All this to say: however fully I’d embraced my singledom in recent years, it was a tiny bit delicious to stand in the wedding-book aisle with a sense of belonging instead of just longing.
But good grief, what the heck was all this stuff?
I was getting my first taste of what’s been called the modern “wedding-industrial complex.” And it was enough to give anyone a complex, alright.
Nadine Friedman, in an essay about wedding reality TV, describes the wedding-industrial complex as “a rabbit hole of cultural, social, and economic pressure,” and notes that the proliferation of high-drama bridezilla features is one symptom. I’ve never had cable or satellite TV, so while I’m vaguely aware there are numerous reality bridal shows, the only one I’ve ever seen is Say Yes to the Dress. It seemed to me they were missing a third rhyme: stress. The show had some sweet moments, but I kept thinking, that young woman has found love. Why is everyone so snappish and unhappy? And why on earth would you ever think it a good idea to bring seven opinions along on any shopping trip?
But within minutes of flipping through wedding books, I could see evidence of the rabbit hole everywhere: since when had it become the norm to hire a calligrapher to hand-letter every invitation, buy not one but two wear-just-once dresses, throw a big breakfast the morning after the wedding, or rent a fancy car to haul not just you but your entire wedding party to a second “after-party” reception? It all sounded exhausting, not to mention crazy expensive. Even when stressed out, I don’t have the temperament to morph into a Bridezilla, but all this stuff was making me question whether I even wanted to claim the capital B-Bride identity I’d been enjoying just moments before. The convolutedness of it all was almost enough to make me want to elope.
Almost.
So, I was relieved when I spotted a planner that seemed in sync with my mixed feelings: The Anti-Bride Wedding Planner. It was garishly pink, with turquoise and lavender accents, but it was also smaller and simpler than the other guides, and it eliminated or ignored a lot of the pricey fluff-n-stuff other books treated as de rigueur. Finally, I settled on two magazines (an indulgence—when else will I ever buy them?), a book on vintage wedding style with a DIY focus, and the minimalist planner. No Bridezilla or even capital B-Bride for me. I was a budget-wise, DIY, Anti-Bride!

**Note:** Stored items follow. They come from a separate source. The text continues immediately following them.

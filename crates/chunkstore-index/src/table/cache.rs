//! Per-thread leaf table cache.
//!
//! Resolving an id walks one slot per level. Ids that share everything but
//! their lowest level live in the same leaf table, so each thread remembers
//! the last leaf tables it resolved in a small direct-mapped cache keyed by
//! `(table instance, id >> leaf bits)`.
//!
//! Leaf tables are never freed or moved once created, so a cached address
//! can never point at the wrong table. Only the slot contents change, and
//! callers always read the slot itself afterwards.

use std::cell::RefCell;
use std::sync::atomic::{AtomicU64, Ordering};

use chunkstore_common::constants::LEAF_CACHE_SLOTS;
use chunkstore_memory::Address;

static NEXT_TABLE_UID: AtomicU64 = AtomicU64::new(1);

#[derive(Debug, Clone, Copy)]
struct CachedLeaf {
    table_uid: u64,
    prefix: u64,
    leaf: Address,
}

thread_local! {
    static LEAF_CACHE: RefCell<[Option<CachedLeaf>; LEAF_CACHE_SLOTS]> =
        const { RefCell::new([None; LEAF_CACHE_SLOTS]) };
}

/// Returns a process-unique id for a table instance.
pub(crate) fn next_table_uid() -> u64 {
    NEXT_TABLE_UID.fetch_add(1, Ordering::Relaxed)
}

#[inline]
fn slot_of(table_uid: u64, prefix: u64) -> usize {
    (prefix ^ table_uid.rotate_left(17)) as usize % LEAF_CACHE_SLOTS
}

/// Looks up the leaf table for `prefix` in the calling thread's cache.
pub(crate) fn lookup(table_uid: u64, prefix: u64) -> Option<Address> {
    LEAF_CACHE.with(|cache| {
        let cache = cache.borrow();
        match cache[slot_of(table_uid, prefix)] {
            Some(hit) if hit.table_uid == table_uid && hit.prefix == prefix => Some(hit.leaf),
            _ => None,
        }
    })
}

/// Records the leaf table for `prefix`, evicting whatever shared its slot.
pub(crate) fn remember(table_uid: u64, prefix: u64, leaf: Address) {
    LEAF_CACHE.with(|cache| {
        cache.borrow_mut()[slot_of(table_uid, prefix)] = Some(CachedLeaf {
            table_uid,
            prefix,
            leaf,
        });
    });
}
//! ChunkStore dump inspection tool.
//!
//! # Usage
//!
//! ```bash
//! # Check a dump for structural damage
//! chunkstore analyze store.dump
//!
//! # Header and heap counters as JSON
//! chunkstore -o json info store.dump
//!
//! # Ids of other nodes held in the dump
//! chunkstore ranges --migrated store.dump
//!
//! # Write a configuration file with every default spelled out
//! chunkstore init-config store.toml
//! ```

use std::path::PathBuf;
use std::process::ExitCode;

use anyhow::Result;
use clap::{Parser, Subcommand, ValueEnum};
use tracing::debug;
use tracing_subscriber::EnvFilter;

mod commands;
mod formatter;

use formatter::OutputFormat;

/// Exit code of `analyze` when the dump has issues.
const EXIT_ISSUES: u8 = 2;

/// ChunkStore dump inspection tool
#[derive(Parser, Debug)]
#[command(
    name = "chunkstore",
    version,
    about = "Offline inspection of ChunkStore arena dumps",
    long_about = "Reads arena dumps written by a ChunkStore (on request or after a fatal fault)\n\
                  and checks or summarizes them without a running store."
)]
struct Args {
    /// Output format
    #[arg(short = 'o', long, value_enum, default_value = "text", global = true)]
    output: OutputFormatArg,

    /// Log filter, e.g. `debug` or `chunkstore_engine=trace`; RUST_LOG wins
    #[arg(long, default_value = "warn", env = "CHUNKSTORE_LOG", global = true)]
    log_level: String,

    #[command(subcommand)]
    command: Command,
}

#[derive(Subcommand, Debug)]
enum Command {
    /// Walk a dump and report structural issues
    Analyze {
        /// Dump file
        dump: PathBuf,
    },

    /// Show the dump header and heap counters
    Info {
        /// Dump file
        dump: PathBuf,
    },

    /// List the live id ranges held in a dump
    Ranges {
        /// Dump file
        dump: PathBuf,

        /// List ids owned by other nodes instead of local ones
        #[arg(long)]
        migrated: bool,

        /// Store configuration supplying runtime settings
        #[arg(short = 'c', long, value_name = "FILE")]
        config: Option<PathBuf>,
    },

    /// Write a store configuration file
    InitConfig {
        /// Destination path
        path: PathBuf,

        /// Use the small test geometry instead of the defaults
        #[arg(long)]
        testing: bool,
    },
}

/// Output format argument
#[derive(Debug, Clone, Copy, ValueEnum)]
enum OutputFormatArg {
    /// Human-readable text and tables
    Text,
    /// Pretty-printed JSON
    Json,
}

impl From<OutputFormatArg> for OutputFormat {
    fn from(arg: OutputFormatArg) -> Self {
        match arg {
            OutputFormatArg::Text => OutputFormat::Text,
            OutputFormatArg::Json => OutputFormat::Json,
        }
    }
}

fn main() -> ExitCode {
    match run() {
        Ok(code) => code,
        Err(e) => {
            eprintln!("Error: {e:#}");
            ExitCode::FAILURE
        }
    }
}

fn run() -> Result<ExitCode> {
    let args = Args::parse();
    init_logging(&args.log_level);
    debug!(?args, "parsed arguments");

    let format = OutputFormat::from(args.output);
    match &args.command {
        Command::Analyze { dump } => {
            let report = commands::analyze(dump)?;
            println!("{}", formatter::format_report(&report, format)?);
            if report.is_clean() {
                Ok(ExitCode::SUCCESS)
            } else {
                Ok(ExitCode::from(EXIT_ISSUES))
            }
        }
        Command::Info { dump } => {
            let info = commands::info(dump)?;
            println!("{}", formatter::format_info(&info, format)?);
            Ok(ExitCode::SUCCESS)
        }
        Command::Ranges {
            dump,
            migrated,
            config,
        } => {
            let listing = commands::ranges(dump, *migrated, config.as_deref())?;
            println!("{}", formatter::format_ranges(&listing, format)?);
            Ok(ExitCode::SUCCESS)
        }
        Command::InitConfig { path, testing } => {
            commands::init_config(path, *testing)?;
            println!("wrote {}", path.display());
            Ok(ExitCode::SUCCESS)
        }
    }
}

fn init_logging(level: &str) {
    let filter = EnvFilter::try_from_default_env().unwrap_or_else(|_| EnvFilter::new(level));

    tracing_subscriber::fmt()
        .with_env_filter(filter)
        .with_target(false)
        .with_writer(std::io::stderr)
        .without_time()
        .init();
}
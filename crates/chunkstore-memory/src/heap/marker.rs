//! Boundary markers.
//!
//! Every block in the payload region is flanked by one marker byte on each
//! side, and neighbouring blocks share the marker between them. The high
//! nibble describes the block to the left of the marker, the low nibble the
//! block to the right:
//!
//! ```text
//! Nibble   Meaning
//! ------   -------
//!   0      edge of the payload region
//!   1      free block of zero bytes
//!   2      free block of one byte
//!  3..=8   free block with a (n - 2)-byte length at both ends
//!  9..=13  allocated block with a (n - 9)-byte length prefix
//! ```
//!
//! Knowing the neighbour's state and length width from one byte is enough to
//! recover its extent, which makes coalescing O(1).

/// Largest length-field width of a free block.
pub const MAX_FREE_WIDTH: usize = 6;

/// Largest length-prefix width of an allocated block.
pub const MAX_PREFIX_WIDTH: usize = 4;

const EDGE: u8 = 0;
const GAP: u8 = 1;
const SINGLE: u8 = 2;
const FREE_BASE: u8 = 2;
const ALLOCATED_BASE: u8 = 9;

/// State of the block on one side of a marker.
#[derive(Debug, Clone, Copy, PartialEq, Eq)]
pub enum Side {
    /// Start or end of the payload region.
    Edge,
    /// Free block of zero bytes (two markers side by side).
    Gap,
    /// Free block of one byte.
    Single,
    /// Free block whose length is stored at both ends in this many bytes.
    Free(usize),
    /// Allocated block with a length prefix of this many bytes.
    Allocated(usize),
}

impl Side {
    /// State of a free block of `size` bytes.
    #[must_use]
    pub fn free(size: u64) -> Self {
        match size {
            0 => Self::Gap,
            1 => Self::Single,
            _ => Self::Free(length_width(size)),
        }
    }

    /// Returns true for the three free states.
    #[inline]
    #[must_use]
    pub const fn is_free(self) -> bool {
        matches!(self, Self::Gap | Self::Single | Self::Free(_))
    }

    /// Encodes the state as a nibble.
    #[must_use]
    pub const fn nibble(self) -> u8 {
        match self {
            Self::Edge => EDGE,
            Self::Gap => GAP,
            Self::Single => SINGLE,
            Self::Free(width) => FREE_BASE + width as u8,
            Self::Allocated(width) => ALLOCATED_BASE + width as u8,
        }
    }

    /// Decodes a nibble, returning `None` for unused values.
    #[must_use]
    pub const fn from_nibble(nibble: u8) -> Option<Self> {
        match nibble {
            EDGE => Some(Self::Edge),
            GAP => Some(Self::Gap),
            SINGLE => Some(Self::Single),
            3..=8 => Some(Self::Free((nibble - FREE_BASE) as usize)),
            9..=13 => Some(Self::Allocated((nibble - ALLOCATED_BASE) as usize)),
            _ => None,
        }
    }
}

/// Smallest number of bytes (1..=6) able to hold `size`.
#[must_use]
pub fn length_width(size: u64) -> usize {
    let bits = 64 - size.leading_zeros() as usize;
    bits.div_ceil(8).clamp(1, MAX_FREE_WIDTH)
}

/// Packs the states of the left and right block into a marker byte.
#[inline]
#[must_use]
pub const fn encode(left: Side, right: Side) -> u8 {
    (left.nibble() << 4) | right.nibble()
}

/// Unpacks a marker byte, returning `None` if either nibble is invalid.
#[inline]
#[must_use]
pub const fn decode(marker: u8) -> Option<(Side, Side)> {
    match (Side::from_nibble(marker >> 4), Side::from_nibble(marker & 0x0F)) {
        (Some(left), Some(right)) => Some((left, right)),
        _ => None,
    }
}

#[cfg(test)]
mod tests {
    use super::*;

    #[test]
    fn test_nibbles_roundtrip() {
        let mut states = vec![Side::Edge, Side::Gap, Side::Single];
        states.extend((1..=MAX_FREE_WIDTH).map(Side::Free));
        states.extend((0..=MAX_PREFIX_WIDTH).map(Side::Allocated));

        for left in &states {
            for right in &states {
                assert_eq!(decode(encode(*left, *right)), Some((*left, *right)));
            }
        }
    }

    #[test]
    fn test_invalid_nibbles() {
        assert_eq!(Side::from_nibble(14), None);
        assert_eq!(Side::from_nibble(15), None);
        assert_eq!(decode(0xF0), None);
        assert_eq!(decode(0x0E), None);
    }

    #[test]
    fn test_free_states() {
        assert_eq!(Side::free(0), Side::Gap);
        assert_eq!(Side::free(1), Side::Single);
        assert_eq!(Side::free(2), Side::Free(1));
        assert_eq!(Side::free(255), Side::Free(1));
        assert_eq!(Side::free(256), Side::Free(2));
        assert!(Side::free(10).is_free());
        assert!(!Side::Allocated(0).is_free());
        assert!(!Side::Edge.is_free());
    }

    #[test]
    fn test_length_width() {
        assert_eq!(length_width(0), 1);
        assert_eq!(length_width(0xFF), 1);
        assert_eq!(length_width(0x100), 2);
        assert_eq!(length_width(0xFFFF_FFFF), 4);
        assert_eq!(length_width(1 << 40), 6);
    }
}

Then I immediately went home, sat on the couch, and feverishly tagged so many pages with post-its marking all the things I liked and wanted to do that I hid the books from Steve the next time he came over, because I was afraid I’d freak him out.
Huh. Maybe this “Anti-Bride” thing was going to be harder than I thought.
With every post I read here I see why Steve’s so fond of you. Keep fending off the wedding-industrial complex, enjoy the fresh air and clear view outside the rabbit hole, and have fun!